──────── Dataset

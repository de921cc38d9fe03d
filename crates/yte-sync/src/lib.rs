//! Trending pipeline orchestration: aggregate, snapshot, upload, verify.

use std::path::PathBuf;
use std::sync::Arc;
use std::time::Duration;

use anyhow::{Context, Result};
use async_trait::async_trait;
use chrono::{DateTime, Local, NaiveDate, NaiveDateTime, NaiveTime, Utc};
use thiserror::Error;
use tokio::time::MissedTickBehavior;
use tracing::{info, warn};
use yte_adapters::credentials::{API_KEY_FILE, SERVICE_ACCOUNT_FILE};
use yte_adapters::{
    normalize_video, split_destination, upload_to_destination, ApiError, ApiKey, DriveClient,
    ParseError, RemoteStorage, ServiceAccountKey, TrendingSource, UploadError, YouTubeDataApi,
};
use yte_core::{RegionCode, VideoRecord, MAX_PAGE_SIZE};
use yte_storage::{HttpClientConfig, HttpFetcher, SnapshotFormat, SnapshotStore, WrittenSnapshot};

pub mod scheduler;

pub use scheduler::{ScheduledTask, Scheduler};

pub const CRATE_NAME: &str = "yte-sync";

pub const DEFAULT_REMOTE_DIR: &str = "data/youtube_trending_explorer";

fn at_hour(hour: u32) -> NaiveTime {
    NaiveTime::from_hms_opt(hour, 0, 0).unwrap_or_default()
}

#[derive(Debug, Clone)]
pub struct SyncConfig {
    pub regions: Vec<RegionCode>,
    pub page_size: u32,
    pub data_dir: PathBuf,
    pub remote_dir: String,
    pub format: SnapshotFormat,
    pub daily_at: NaiveTime,
    pub double_check_at: Vec<NaiveTime>,
    pub poll_interval: Duration,
    pub http_timeout_secs: u64,
    pub user_agent: String,
    pub api_key_file: PathBuf,
    pub service_account_file: PathBuf,
}

impl Default for SyncConfig {
    fn default() -> Self {
        Self {
            regions: RegionCode::defaults(),
            page_size: MAX_PAGE_SIZE,
            data_dir: PathBuf::from("./data"),
            remote_dir: DEFAULT_REMOTE_DIR.to_string(),
            format: SnapshotFormat::Csv,
            daily_at: at_hour(8),
            double_check_at: [11, 14, 17, 20].into_iter().map(at_hour).collect(),
            poll_interval: Duration::from_secs(1),
            http_timeout_secs: 60,
            user_agent: "yte-bot/0.1".to_string(),
            api_key_file: PathBuf::from(API_KEY_FILE),
            service_account_file: PathBuf::from(SERVICE_ACCOUNT_FILE),
        }
    }
}

impl SyncConfig {
    /// Page size actually requested per region.
    pub fn effective_page_size(&self) -> u32 {
        self.page_size.clamp(1, MAX_PAGE_SIZE)
    }

    /// Row count a complete daily run produces.
    pub fn expected_rows(&self) -> usize {
        self.regions.len() * self.effective_page_size() as usize
    }

    pub fn remote_destination(&self, file_name: &str) -> String {
        let dir = self.remote_dir.trim_matches('/');
        if dir.is_empty() {
            file_name.to_string()
        } else {
            format!("{dir}/{file_name}")
        }
    }

    fn http_client_config(&self) -> HttpClientConfig {
        HttpClientConfig {
            timeout: Duration::from_secs(self.http_timeout_secs),
            user_agent: Some(self.user_agent.clone()),
            ..Default::default()
        }
    }
}

/// Secrets read from the environment, with on-disk fallbacks.
#[derive(Debug, Clone)]
pub struct Credentials {
    pub api_key: ApiKey,
    pub service_account: ServiceAccountKey,
}

impl Credentials {
    pub fn from_env(config: &SyncConfig) -> Result<Self> {
        Ok(Self {
            api_key: ApiKey::from_env_or_file(&config.api_key_file)
                .context("loading YouTube API key")?,
            service_account: ServiceAccountKey::from_env_or_file(&config.service_account_file)
                .context("loading service account credentials")?,
        })
    }
}

#[derive(Debug, Error)]
pub enum SyncError {
    #[error(transparent)]
    Api(#[from] ApiError),
    #[error("item {position} of region {region} could not be normalized: {source}")]
    Parse {
        region: RegionCode,
        position: u32,
        #[source]
        source: ParseError,
    },
    #[error(transparent)]
    Upload(#[from] UploadError),
    #[error(transparent)]
    Snapshot(#[from] anyhow::Error),
}

#[derive(Debug, Clone, Copy, PartialEq, Eq, Error)]
#[error("Number of videos is lesser than expected: expected {expected}, got {actual}")]
pub struct SanityCheckFailure {
    pub expected: usize,
    pub actual: usize,
}

#[derive(Debug, Clone)]
pub struct DailyRunSummary {
    pub run_date: NaiveDate,
    pub started_at: DateTime<Utc>,
    pub finished_at: DateTime<Utc>,
    pub regions: usize,
    pub snapshot: WrittenSnapshot,
    pub uploaded_file_id: Option<String>,
    pub sanity_failure: Option<SanityCheckFailure>,
}

impl DailyRunSummary {
    pub fn uploaded(&self) -> bool {
        self.uploaded_file_id.is_some()
    }
}

#[derive(Debug, Clone)]
pub enum CheckOutcome {
    AlreadyUploaded,
    Reran(DailyRunSummary),
}

pub struct TrendingPipeline {
    config: SyncConfig,
    source: Arc<dyn TrendingSource>,
    remote: Arc<dyn RemoteStorage>,
    store: SnapshotStore,
}

impl TrendingPipeline {
    pub fn new(
        config: SyncConfig,
        source: Arc<dyn TrendingSource>,
        remote: Arc<dyn RemoteStorage>,
    ) -> Self {
        let store = SnapshotStore::new(config.data_dir.clone());
        Self {
            config,
            source,
            remote,
            store,
        }
    }

    pub fn config(&self) -> &SyncConfig {
        &self.config
    }

    /// One page per region, concatenated in region order. The first failing
    /// fetch or item aborts the whole aggregation.
    pub async fn fetch_trending_data(&self) -> Result<Vec<VideoRecord>, SyncError> {
        let page_size = self.config.effective_page_size();
        let mut records = Vec::with_capacity(self.config.expected_rows());

        for region in &self.config.regions {
            let created_ts = Local::now().naive_local();
            let items = self.source.fetch_trending_page(region, page_size).await?;
            let now = Utc::now();
            let count = items.len();

            for (idx, item) in items.iter().enumerate() {
                let position = idx as u32 + 1;
                let draft = normalize_video(item, now).map_err(|source| SyncError::Parse {
                    region: region.clone(),
                    position,
                    source,
                })?;
                records.push(draft.into_record(position, region.clone(), created_ts));
            }
            info!(region = %region, items = count, "fetched trending page");
        }
        Ok(records)
    }

    pub async fn write_snapshot(
        &self,
        date: NaiveDate,
        records: &[VideoRecord],
    ) -> Result<WrittenSnapshot, SyncError> {
        let snapshot = self
            .store
            .write(date, self.config.format, records)
            .await
            .with_context(|| format!("writing snapshot for {date}"))?;
        info!(
            path = %snapshot.path.display(),
            rows = snapshot.rows,
            bytes = snapshot.bytes,
            sha256 = %snapshot.sha256,
            "snapshot written"
        );
        Ok(snapshot)
    }

    pub async fn upload_snapshot(&self, snapshot: &WrittenSnapshot) -> Result<String, SyncError> {
        let destination = self.config.remote_destination(&snapshot.file_name);
        let file_id = upload_to_destination(
            self.remote.as_ref(),
            &snapshot.path,
            &destination,
            Some(snapshot.format.mime_type()),
        )
        .await?;
        info!(destination = %destination, file_id = %file_id, "snapshot uploaded");
        Ok(file_id)
    }

    /// Whether `file_name` is listed in the remote snapshot folder (exact match).
    pub async fn snapshot_uploaded(&self, file_name: &str) -> Result<bool, SyncError> {
        let (folder, _) = split_destination(&self.config.remote_destination(file_name));
        let entries = self.remote.list_folder_contents(&folder).await?;
        Ok(entries.iter().any(|entry| entry.name == file_name))
    }

    /// Fetch, write today's snapshot and upload it unless the row count is off.
    pub async fn daily_routine(&self, today: NaiveDate) -> Result<DailyRunSummary, SyncError> {
        let started_at = Utc::now();
        let records = self.fetch_trending_data().await?;
        let snapshot = self.write_snapshot(today, &records).await?;

        let expected = self.config.expected_rows();
        let (uploaded_file_id, sanity_failure) = if snapshot.rows != expected {
            let failure = SanityCheckFailure {
                expected,
                actual: snapshot.rows,
            };
            warn!(expected, actual = snapshot.rows, file = %snapshot.file_name, "{failure}; upload skipped");
            (None, Some(failure))
        } else {
            (Some(self.upload_snapshot(&snapshot).await?), None)
        };

        Ok(DailyRunSummary {
            run_date: today,
            started_at,
            finished_at: Utc::now(),
            regions: self.config.regions.len(),
            snapshot,
            uploaded_file_id,
            sanity_failure,
        })
    }

    /// Re-run the daily routine once if today's snapshot is not in the remote
    /// folder.
    pub async fn double_check(&self, today: NaiveDate) -> Result<CheckOutcome, SyncError> {
        let file_name = yte_storage::snapshot_file_name(today, self.config.format);
        if self.snapshot_uploaded(&file_name).await? {
            info!(file = %file_name, "snapshot already uploaded");
            return Ok(CheckOutcome::AlreadyUploaded);
        }
        warn!(file = %file_name, "snapshot missing from remote folder; re-running daily routine");
        Ok(CheckOutcome::Reran(self.daily_routine(today).await?))
    }
}

pub struct DailyRoutineTask {
    pipeline: Arc<TrendingPipeline>,
}

impl DailyRoutineTask {
    pub fn new(pipeline: Arc<TrendingPipeline>) -> Self {
        Self { pipeline }
    }
}

#[async_trait]
impl ScheduledTask for DailyRoutineTask {
    fn name(&self) -> &str {
        "daily_routine"
    }

    async fn run(&self, now: NaiveDateTime) -> Result<()> {
        let summary = self.pipeline.daily_routine(now.date()).await?;
        info!(
            file = %summary.snapshot.file_name,
            rows = summary.snapshot.rows,
            uploaded = summary.uploaded(),
            "daily routine complete"
        );
        Ok(())
    }
}

pub struct DoubleCheckTask {
    pipeline: Arc<TrendingPipeline>,
}

impl DoubleCheckTask {
    pub fn new(pipeline: Arc<TrendingPipeline>) -> Self {
        Self { pipeline }
    }
}

#[async_trait]
impl ScheduledTask for DoubleCheckTask {
    fn name(&self) -> &str {
        "double_check"
    }

    async fn run(&self, now: NaiveDateTime) -> Result<()> {
        self.pipeline.double_check(now.date()).await?;
        Ok(())
    }
}

/// The daily routine plus every double check, at the configured times.
pub fn build_scheduler(pipeline: Arc<TrendingPipeline>) -> Scheduler {
    let config = pipeline.config().clone();
    let mut scheduler = Scheduler::new();
    scheduler.every_day_at(
        config.daily_at,
        Arc::new(DailyRoutineTask::new(Arc::clone(&pipeline))),
    );
    for at in config.double_check_at {
        scheduler.every_day_at(at, Arc::new(DoubleCheckTask::new(Arc::clone(&pipeline))));
    }
    scheduler
}

/// Poll the schedule against the local clock until Ctrl-C.
pub async fn run_forever(pipeline: Arc<TrendingPipeline>) -> Result<()> {
    let poll_interval = pipeline.config().poll_interval;
    let mut scheduler = build_scheduler(pipeline);
    info!(jobs = scheduler.len(), "scheduler started");

    let mut ticker = tokio::time::interval(poll_interval);
    ticker.set_missed_tick_behavior(MissedTickBehavior::Delay);
    let shutdown = tokio::signal::ctrl_c();
    tokio::pin!(shutdown);

    loop {
        tokio::select! {
            _ = ticker.tick() => {
                scheduler.run_pending(Local::now().naive_local()).await;
            }
            result = &mut shutdown => {
                result.context("listening for ctrl-c")?;
                info!("shutdown requested; scheduler stopped");
                return Ok(());
            }
        }
    }
}

/// Shared HTTP client carrying the configured timeout and user agent.
pub fn build_http_fetcher(config: &SyncConfig) -> Result<HttpFetcher> {
    HttpFetcher::new(config.http_client_config())
}

pub fn build_drive_client(config: &SyncConfig, key: ServiceAccountKey) -> Result<DriveClient> {
    Ok(DriveClient::new(build_http_fetcher(config)?, key))
}

pub fn build_pipeline(config: SyncConfig, credentials: Credentials) -> Result<TrendingPipeline> {
    let http = build_http_fetcher(&config)?;
    let source = YouTubeDataApi::new(http.clone(), credentials.api_key);
    let remote = DriveClient::new(http, credentials.service_account);
    Ok(TrendingPipeline::new(config, Arc::new(source), Arc::new(remote)))
}

pub fn build_pipeline_from_env(config: SyncConfig) -> Result<TrendingPipeline> {
    let credentials = Credentials::from_env(&config)?;
    build_pipeline(config, credentials)
}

────────────────

* **Directions**: Check each line of the listing above, and copy it if it contains the word "return".

* **Task output**:
            return Ok(CheckOutcome::AlreadyUploaded);
                return Ok(());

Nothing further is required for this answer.